Na próxima terça-feira, 3 de março, um eclipse lunar total deve colorir a Lua de tons avermelhados em diversas partes do planeta, fenômeno conhecido como “Lua de sangue”. Apesar do impacto visual esperado em regiões da Ásia e do Pacífico, a observação no Brasil será limitada e ocorrerá apenas de forma parcial, ao amanhecer.
O eclipse lunar acontece quando a Terra se posiciona exatamente entre o Sol e a Lua, projetando sua sombra sobre o satélite natural. Esse alinhamento ocorre sempre durante a fase de Lua cheia. Quando a Lua entra completamente na parte mais escura da sombra da Terra, chamada umbra, acontece o eclipse total — momento em que ela adquire a coloração vermelho-alaranjada que chama a atenção de observadores e fotógrafos.
Por que a Lua fica vermelha?
Mesmo totalmente encoberta pela sombra da Terra, a Lua não desaparece do céu. Isso ocorre porque parte da luz solar atravessa a atmosfera terrestre antes de atingir a superfície lunar. Nesse trajeto, os comprimentos de onda mais curtos, como o azul, são dispersos, enquanto os tons avermelhados conseguem atravessar a atmosfera e são desviados em direção à Lua.
É o mesmo princípio que explica o céu avermelhado ao amanhecer e ao entardecer.

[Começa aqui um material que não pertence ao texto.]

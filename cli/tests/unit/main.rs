//! Unit tests for remctl-help
//!
//! These tests use mocked dependencies and run fast without external I/O.

mod dispatch_service;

Durante o eclipse, essa filtragem da luz faz com que a Lua ganhe o aspecto dramático que popularizou o termo “Lua de sangue”.
Onde o fenômeno será visível
O eclipse total poderá ser acompanhado:
ao entardecer no leste da Ásia e na Austrália;
ao longo de toda a noite na região do Pacífico;
no início da manhã na América do Norte, América Central e no extremo oeste da América do Sul.

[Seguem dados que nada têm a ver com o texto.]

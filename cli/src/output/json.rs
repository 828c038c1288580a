//! JSON output helpers.
//!
//! Provides the `--json` renderings of both display modes and the
//! error-object formatter used when a command fails.

use std::path::Path;

use anyhow::{Context, Result};
use remctl_conf::CommandTable;
use serde::Serialize;

use crate::domain::HelpCapture;

#[derive(Serialize)]
struct ServiceEntry<'a> {
    service: &'a str,
    executable: &'a str,
}

#[derive(Serialize)]
struct SummaryDocument<'a> {
    config_dir: &'a Path,
    services: Vec<ServiceEntry<'a>>,
}

#[derive(Serialize)]
struct HelpEntry<'a> {
    service: &'a str,
    executable: &'a str,
    output: &'a str,
    warning: Option<String>,
}

#[derive(Serialize)]
struct HelpDocument<'a> {
    config_dir: &'a Path,
    help: Vec<HelpEntry<'a>>,
}

/// Renders discovery results as pretty-printed JSON on stdout.
pub struct JsonRenderer;

impl JsonRenderer {
    /// Print the summary document.
    ///
    /// # Errors
    ///
    /// Returns an error if JSON serialization fails.
    pub fn render_summary(&self, config_dir: &Path, table: &CommandTable) -> Result<()> {
        println!("{}", summary_json(config_dir, table)?);
        Ok(())
    }

    /// Print the help document.
    ///
    /// # Errors
    ///
    /// Returns an error if JSON serialization fails.
    pub fn render_help(&self, config_dir: &Path, captures: &[HelpCapture]) -> Result<()> {
        println!("{}", help_json(config_dir, captures)?);
        Ok(())
    }
}

/// Serialize the service list.
///
/// # Errors
///
/// Returns an error if JSON serialization fails.
pub fn summary_json(config_dir: &Path, table: &CommandTable) -> Result<String> {
    let doc = SummaryDocument {
        config_dir,
        services: table
            .iter()
            .map(|(service, executable)| ServiceEntry {
                service,
                executable,
            })
            .collect(),
    };
    serde_json::to_string_pretty(&doc).context("JSON serialization failed")
}

/// Serialize captured help output.
///
/// # Errors
///
/// Returns an error if JSON serialization fails.
pub fn help_json(config_dir: &Path, captures: &[HelpCapture]) -> Result<String> {
    let doc = HelpDocument {
        config_dir,
        help: captures
            .iter()
            .map(|c| HelpEntry {
                service: &c.service,
                executable: &c.executable,
                output: &c.output,
                warning: c.warning.as_ref().map(ToString::to_string),
            })
            .collect(),
    };
    serde_json::to_string_pretty(&doc).context("JSON serialization failed")
}

/// Format a JSON error object.
///
/// Output (pretty-printed):
/// ```json
/// {
///   "error": true,
///   "message": "...",
///   "code": "..."
/// }
/// ```
///
/// # Errors
///
/// Returns an error if JSON serialization fails (should not happen in
/// practice: `serde_json` only fails on non-finite floats and maps with
/// non-string keys, neither of which appear here).
pub fn format_error(message: &str, code: &str) -> Result<String> {
    let obj = serde_json::json!({
        "error": true,
        "message": message,
        "code": code,
    });
    serde_json::to_string_pretty(&obj).context("JSON serialization failed")
}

Em contrapartida, partes da Ásia Central e grande parte da América do Sul — incluindo o Brasil — terão apenas a fase parcial do fenômeno. Já na África e na Europa, não haverá visibilidade do evento.
O que será possível observar no Brasil
No território brasileiro, a Lua estará surgindo no horizonte quando o eclipse já estiver em andamento. Isso significa que uma parte significativa do fenômeno ocorrerá antes mesmo de o satélite se tornar visível.
Além disso, o restante da fase parcial acontecerá com a Lua subindo rapidamente no céu e sob a influência crescente da luz do dia, o que deve dificultar a observação em muitas regiões.
De acordo com mapas de visibilidade, áreas mais a oeste do país, especialmente próximas ao Amazonas, terão melhores chances de acompanhar a sombra avançando sobre a Lua. Já em trechos do litoral do Nordeste e do Sudeste — como partes do Rio Grande do Norte, Paraíba, Alagoas, Pernambuco, Sergipe, Bahia, Espírito Santo e Rio de Janeiro — a visualização será bastante limitada ou praticamente inexistente.
No Nordeste, Sul e Sudeste, a maior parte do público deverá perceber apenas a fase penumbral, quando a Lua entra na região mais externa da sombra da Terra. Nessa etapa, o escurecimento é sutil e pode passar despercebido a olho nu.
Mesmo sem o espetáculo completo, o eclipse segue como uma oportunidade para observar os movimentos celestes e compreender como a interação entre luz e atmosfera transforma a paisagem do céu — ainda que de forma mais discreta para os brasileiros desta vez.